Top of Supplied records
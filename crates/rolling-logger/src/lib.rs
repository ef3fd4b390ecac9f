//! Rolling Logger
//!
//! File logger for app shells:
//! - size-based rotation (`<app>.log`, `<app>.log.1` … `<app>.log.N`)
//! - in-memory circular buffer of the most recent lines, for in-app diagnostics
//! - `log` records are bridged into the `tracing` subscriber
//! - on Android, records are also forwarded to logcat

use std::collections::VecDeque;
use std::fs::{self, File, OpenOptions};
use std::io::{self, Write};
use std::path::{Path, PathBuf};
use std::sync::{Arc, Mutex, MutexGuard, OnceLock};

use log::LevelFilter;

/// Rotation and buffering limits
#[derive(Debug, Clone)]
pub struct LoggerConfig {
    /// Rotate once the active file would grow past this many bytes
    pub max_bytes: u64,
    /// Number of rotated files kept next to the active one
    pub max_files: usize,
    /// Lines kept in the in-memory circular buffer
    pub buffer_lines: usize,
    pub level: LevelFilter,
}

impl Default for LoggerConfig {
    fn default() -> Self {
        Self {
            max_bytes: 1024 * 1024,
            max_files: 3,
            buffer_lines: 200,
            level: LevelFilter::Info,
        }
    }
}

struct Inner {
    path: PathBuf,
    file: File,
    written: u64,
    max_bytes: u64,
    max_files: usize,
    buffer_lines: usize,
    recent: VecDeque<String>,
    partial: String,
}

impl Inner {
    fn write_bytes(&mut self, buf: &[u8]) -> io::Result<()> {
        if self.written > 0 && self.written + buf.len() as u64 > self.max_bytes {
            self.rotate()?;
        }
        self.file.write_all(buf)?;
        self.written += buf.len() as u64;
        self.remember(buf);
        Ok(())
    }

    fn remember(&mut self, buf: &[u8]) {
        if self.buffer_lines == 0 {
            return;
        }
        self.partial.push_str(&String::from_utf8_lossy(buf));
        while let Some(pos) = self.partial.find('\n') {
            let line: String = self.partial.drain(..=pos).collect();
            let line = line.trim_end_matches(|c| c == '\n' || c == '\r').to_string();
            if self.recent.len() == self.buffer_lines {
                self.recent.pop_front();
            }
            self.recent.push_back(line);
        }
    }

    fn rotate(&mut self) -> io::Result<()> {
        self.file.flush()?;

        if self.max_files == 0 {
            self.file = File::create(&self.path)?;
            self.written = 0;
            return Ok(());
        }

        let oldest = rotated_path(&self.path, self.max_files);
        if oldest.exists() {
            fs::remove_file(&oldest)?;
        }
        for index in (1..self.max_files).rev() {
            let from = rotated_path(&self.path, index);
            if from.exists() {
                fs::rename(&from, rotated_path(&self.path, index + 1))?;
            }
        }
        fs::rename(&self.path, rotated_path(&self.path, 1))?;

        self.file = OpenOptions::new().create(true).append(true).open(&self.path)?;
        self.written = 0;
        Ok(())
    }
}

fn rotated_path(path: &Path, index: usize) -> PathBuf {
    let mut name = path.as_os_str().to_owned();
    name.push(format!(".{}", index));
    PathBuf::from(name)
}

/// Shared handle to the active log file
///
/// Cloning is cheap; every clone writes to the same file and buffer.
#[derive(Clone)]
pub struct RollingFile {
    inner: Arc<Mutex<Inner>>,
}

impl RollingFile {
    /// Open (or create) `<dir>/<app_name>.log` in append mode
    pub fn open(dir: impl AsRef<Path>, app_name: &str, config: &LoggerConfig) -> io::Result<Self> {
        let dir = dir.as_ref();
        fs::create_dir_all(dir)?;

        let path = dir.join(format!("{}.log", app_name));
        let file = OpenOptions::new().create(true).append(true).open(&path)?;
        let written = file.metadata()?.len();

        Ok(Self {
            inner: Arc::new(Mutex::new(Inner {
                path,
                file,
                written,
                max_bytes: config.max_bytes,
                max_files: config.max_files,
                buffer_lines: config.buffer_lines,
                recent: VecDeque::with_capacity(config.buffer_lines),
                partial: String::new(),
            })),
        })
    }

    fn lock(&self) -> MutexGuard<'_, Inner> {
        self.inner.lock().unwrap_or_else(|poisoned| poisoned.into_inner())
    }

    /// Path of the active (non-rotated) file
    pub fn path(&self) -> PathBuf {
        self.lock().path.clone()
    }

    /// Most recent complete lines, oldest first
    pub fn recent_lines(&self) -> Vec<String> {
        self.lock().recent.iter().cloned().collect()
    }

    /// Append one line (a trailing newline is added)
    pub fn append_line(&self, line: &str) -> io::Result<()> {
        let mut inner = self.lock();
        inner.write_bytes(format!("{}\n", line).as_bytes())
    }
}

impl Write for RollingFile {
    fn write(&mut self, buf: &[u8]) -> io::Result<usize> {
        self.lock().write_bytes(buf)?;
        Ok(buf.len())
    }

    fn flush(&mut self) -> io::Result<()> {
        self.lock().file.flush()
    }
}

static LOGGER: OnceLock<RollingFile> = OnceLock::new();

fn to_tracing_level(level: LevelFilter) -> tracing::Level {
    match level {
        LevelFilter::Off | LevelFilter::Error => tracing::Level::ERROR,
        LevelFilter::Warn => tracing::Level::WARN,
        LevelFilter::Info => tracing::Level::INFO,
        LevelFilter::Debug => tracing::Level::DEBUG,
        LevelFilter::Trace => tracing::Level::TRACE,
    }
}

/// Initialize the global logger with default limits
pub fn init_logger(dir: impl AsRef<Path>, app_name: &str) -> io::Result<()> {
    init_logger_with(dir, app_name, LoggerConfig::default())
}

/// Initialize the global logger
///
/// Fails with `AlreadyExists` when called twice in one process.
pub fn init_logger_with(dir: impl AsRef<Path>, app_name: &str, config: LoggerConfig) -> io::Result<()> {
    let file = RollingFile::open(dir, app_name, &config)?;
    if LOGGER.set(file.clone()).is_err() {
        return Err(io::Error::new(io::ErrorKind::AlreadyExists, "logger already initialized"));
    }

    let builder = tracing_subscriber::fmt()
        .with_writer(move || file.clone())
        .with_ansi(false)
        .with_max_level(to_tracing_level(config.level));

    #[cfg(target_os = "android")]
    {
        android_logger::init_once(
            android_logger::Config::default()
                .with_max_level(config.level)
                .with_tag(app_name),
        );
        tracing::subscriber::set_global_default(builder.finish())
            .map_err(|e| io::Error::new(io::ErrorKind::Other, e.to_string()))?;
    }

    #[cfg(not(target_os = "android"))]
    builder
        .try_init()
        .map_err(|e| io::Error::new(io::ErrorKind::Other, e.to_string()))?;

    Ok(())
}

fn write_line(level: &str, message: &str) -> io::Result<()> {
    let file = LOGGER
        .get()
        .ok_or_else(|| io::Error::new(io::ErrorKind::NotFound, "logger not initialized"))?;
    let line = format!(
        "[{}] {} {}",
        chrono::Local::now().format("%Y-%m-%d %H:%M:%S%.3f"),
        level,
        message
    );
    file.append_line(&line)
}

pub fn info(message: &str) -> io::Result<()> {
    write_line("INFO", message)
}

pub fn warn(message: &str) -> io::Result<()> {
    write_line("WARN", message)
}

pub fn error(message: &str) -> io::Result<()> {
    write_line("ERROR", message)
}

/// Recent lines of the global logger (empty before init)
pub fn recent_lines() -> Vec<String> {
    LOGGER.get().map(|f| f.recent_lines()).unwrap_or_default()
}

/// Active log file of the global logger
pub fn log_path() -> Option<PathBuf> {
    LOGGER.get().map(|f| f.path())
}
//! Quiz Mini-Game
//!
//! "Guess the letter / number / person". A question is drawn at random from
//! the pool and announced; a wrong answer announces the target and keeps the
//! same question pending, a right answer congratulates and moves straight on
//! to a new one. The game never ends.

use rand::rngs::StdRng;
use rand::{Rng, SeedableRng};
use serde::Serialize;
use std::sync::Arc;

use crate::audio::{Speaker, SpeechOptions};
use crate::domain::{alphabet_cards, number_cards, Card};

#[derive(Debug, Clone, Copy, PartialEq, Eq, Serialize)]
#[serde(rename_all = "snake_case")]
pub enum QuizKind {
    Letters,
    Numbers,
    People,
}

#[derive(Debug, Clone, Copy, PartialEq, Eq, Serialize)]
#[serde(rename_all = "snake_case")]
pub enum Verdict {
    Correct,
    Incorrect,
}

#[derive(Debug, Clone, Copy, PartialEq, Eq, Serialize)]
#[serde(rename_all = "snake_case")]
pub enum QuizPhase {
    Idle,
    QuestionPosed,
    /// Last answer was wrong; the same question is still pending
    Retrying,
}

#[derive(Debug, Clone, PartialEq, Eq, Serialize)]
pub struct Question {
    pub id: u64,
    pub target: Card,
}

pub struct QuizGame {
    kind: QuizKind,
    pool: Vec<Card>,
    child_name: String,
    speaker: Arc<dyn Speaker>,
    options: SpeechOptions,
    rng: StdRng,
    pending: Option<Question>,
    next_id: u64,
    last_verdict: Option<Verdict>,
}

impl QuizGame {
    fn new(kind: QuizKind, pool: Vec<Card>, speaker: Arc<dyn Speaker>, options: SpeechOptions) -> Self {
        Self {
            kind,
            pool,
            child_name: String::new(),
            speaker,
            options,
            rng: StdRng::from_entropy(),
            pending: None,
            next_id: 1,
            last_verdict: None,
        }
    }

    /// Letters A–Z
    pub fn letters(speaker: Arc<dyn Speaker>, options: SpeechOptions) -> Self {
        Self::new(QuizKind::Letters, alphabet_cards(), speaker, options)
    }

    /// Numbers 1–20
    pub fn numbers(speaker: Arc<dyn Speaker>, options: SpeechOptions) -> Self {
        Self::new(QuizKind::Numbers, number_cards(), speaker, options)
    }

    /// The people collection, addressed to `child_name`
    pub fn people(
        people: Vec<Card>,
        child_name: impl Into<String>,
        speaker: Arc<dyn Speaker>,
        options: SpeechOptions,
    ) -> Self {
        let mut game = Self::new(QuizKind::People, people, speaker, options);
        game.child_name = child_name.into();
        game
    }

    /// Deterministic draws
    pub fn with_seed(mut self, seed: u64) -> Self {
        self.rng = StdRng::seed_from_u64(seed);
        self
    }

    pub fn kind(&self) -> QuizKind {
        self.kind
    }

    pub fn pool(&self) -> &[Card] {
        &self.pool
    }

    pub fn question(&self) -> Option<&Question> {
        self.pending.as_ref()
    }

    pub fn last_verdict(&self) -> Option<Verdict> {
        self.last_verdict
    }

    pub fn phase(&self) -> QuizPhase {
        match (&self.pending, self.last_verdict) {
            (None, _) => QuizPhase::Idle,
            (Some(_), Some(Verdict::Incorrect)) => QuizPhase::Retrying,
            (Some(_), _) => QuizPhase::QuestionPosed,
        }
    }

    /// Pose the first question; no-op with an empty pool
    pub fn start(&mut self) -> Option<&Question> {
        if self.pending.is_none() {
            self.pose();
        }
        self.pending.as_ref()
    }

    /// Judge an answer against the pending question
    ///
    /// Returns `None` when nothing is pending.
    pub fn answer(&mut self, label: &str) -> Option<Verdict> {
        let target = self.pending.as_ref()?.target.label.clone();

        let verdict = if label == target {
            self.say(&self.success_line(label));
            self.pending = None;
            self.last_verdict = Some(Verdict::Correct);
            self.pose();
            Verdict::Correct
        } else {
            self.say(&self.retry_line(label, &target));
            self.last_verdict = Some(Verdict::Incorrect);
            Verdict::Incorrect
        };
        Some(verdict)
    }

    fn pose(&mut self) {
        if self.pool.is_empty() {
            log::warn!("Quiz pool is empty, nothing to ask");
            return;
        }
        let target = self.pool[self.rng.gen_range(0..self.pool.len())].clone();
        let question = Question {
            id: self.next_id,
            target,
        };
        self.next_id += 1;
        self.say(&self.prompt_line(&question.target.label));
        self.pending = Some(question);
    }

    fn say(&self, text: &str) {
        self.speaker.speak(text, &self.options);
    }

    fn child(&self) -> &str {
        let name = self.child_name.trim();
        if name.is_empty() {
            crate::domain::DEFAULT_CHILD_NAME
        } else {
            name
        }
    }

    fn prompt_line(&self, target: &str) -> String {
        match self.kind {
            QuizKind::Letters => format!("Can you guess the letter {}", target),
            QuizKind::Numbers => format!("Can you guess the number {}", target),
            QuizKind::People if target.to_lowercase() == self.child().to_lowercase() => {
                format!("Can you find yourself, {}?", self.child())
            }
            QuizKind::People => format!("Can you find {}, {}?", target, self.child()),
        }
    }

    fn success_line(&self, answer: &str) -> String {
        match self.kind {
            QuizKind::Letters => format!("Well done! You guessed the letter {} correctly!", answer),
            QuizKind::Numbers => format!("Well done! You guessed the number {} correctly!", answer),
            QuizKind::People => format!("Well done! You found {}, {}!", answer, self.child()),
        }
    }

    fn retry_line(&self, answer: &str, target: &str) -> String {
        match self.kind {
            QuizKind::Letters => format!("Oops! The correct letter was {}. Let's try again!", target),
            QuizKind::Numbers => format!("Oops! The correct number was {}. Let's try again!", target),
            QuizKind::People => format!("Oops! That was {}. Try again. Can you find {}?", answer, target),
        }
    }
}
Bottom of Supplied records
Problem details
Tally the lines of the listing above that include the word "first". Answer with the number alone.

Written solution
2